How long will this Clipdrop project take?
The catalogue estimate is closest consolation build: one sitting for the limited scope. Setup, integration approvals, debugging, deployment and ongoing maintenance can add time. This is an estimate, not a delivery guarantee.
What would I give up by replacing Clipdrop?
specialized hosted models, API capacity, and polished mobile tools; frontier proprietary models; hosted GPU capacity; licensed training data; moderation and fast global delivery. People still pay for Clipdrop because the product value is the model and compute fleet, not the prompt box around it. The recurring cost buys GPU procurement, model licensing, safety filters, queueing, storage, and rapid model replacement, not just the visible interface.

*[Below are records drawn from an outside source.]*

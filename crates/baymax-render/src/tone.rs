//! Color coding for assessments and interactions

use baymax_model::{DecisionKind, DischargeStatus, Interaction};
use colored::{Color, ColoredString, Colorize};

/// Color of a discharge decision
#[derive(Debug, Clone, Copy, PartialEq, Eq)]
pub enum DischargeTone {
    Green,
    Red,
    Blue,
}

impl DischargeTone {
    pub fn of(status: &DischargeStatus) -> Self {
        match status.decision_kind() {
            DecisionKind::Approved => Self::Green,
            DecisionKind::Refused => Self::Red,
            DecisionKind::Other => Self::Blue,
        }
    }

    pub const fn hex(&self) -> &'static str {
        match self {
            Self::Green => "#16a34a",
            Self::Red => "#dc2626",
            Self::Blue => "#2563eb",
        }
    }

    pub const fn color(&self) -> Color {
        match self {
            Self::Green => Color::Green,
            Self::Red => Color::Red,
            Self::Blue => Color::Blue,
        }
    }

    pub fn paint(&self, text: &str) -> ColoredString {
        text.color(self.color()).bold()
    }
}

/// Severity tag of a drug interaction, read from its description
#[derive(Debug, Clone, Copy, PartialEq, Eq, PartialOrd, Ord)]
pub enum InteractionSeverity {
    Other,
    Moderate,
    Major,
}

impl InteractionSeverity {
    /// Classify by case-insensitive substring; `major` wins over `moderate`
    pub fn classify(description: &str) -> Self {
        let lower = description.to_lowercase();
        if lower.contains("major") {
            Self::Major
        } else if lower.contains("moderate") {
            Self::Moderate
        } else {
            Self::Other
        }
    }

    pub fn of(interaction: &Interaction) -> Self {
        Self::classify(&interaction.interaction)
    }

    pub const fn hex(&self) -> &'static str {
        match self {
            Self::Major => "#e74c3c",
            Self::Moderate => "#e67e22",
            Self::Other => "#3498db",
        }
    }

    pub const fn color(&self) -> Color {
        match self {
            Self::Major => Color::Red,
            Self::Moderate => Color::TrueColor {
                r: 0xe6,
                g: 0x7e,
                b: 0x22,
            },
            Self::Other => Color::Blue,
        }
    }

    pub fn paint(&self, text: &str) -> ColoredString {
        text.color(self.color())
    }
}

What price is this guide comparing against?
The recorded Pro plan is $15/mo (monthly), checked 2026-07-31. Check the linked pricing source before buying. Building your own also has hosting, API and maintenance costs; the recorded amount is not a guaranteed saving.
What can I use instead of building Clipdrop?
NodeTool: Mask, remove backgrounds, retouch, relight, upscale and composite locally; the buttons exist, the cloud polish does not. Check each option's license, hosting needs and feature limits.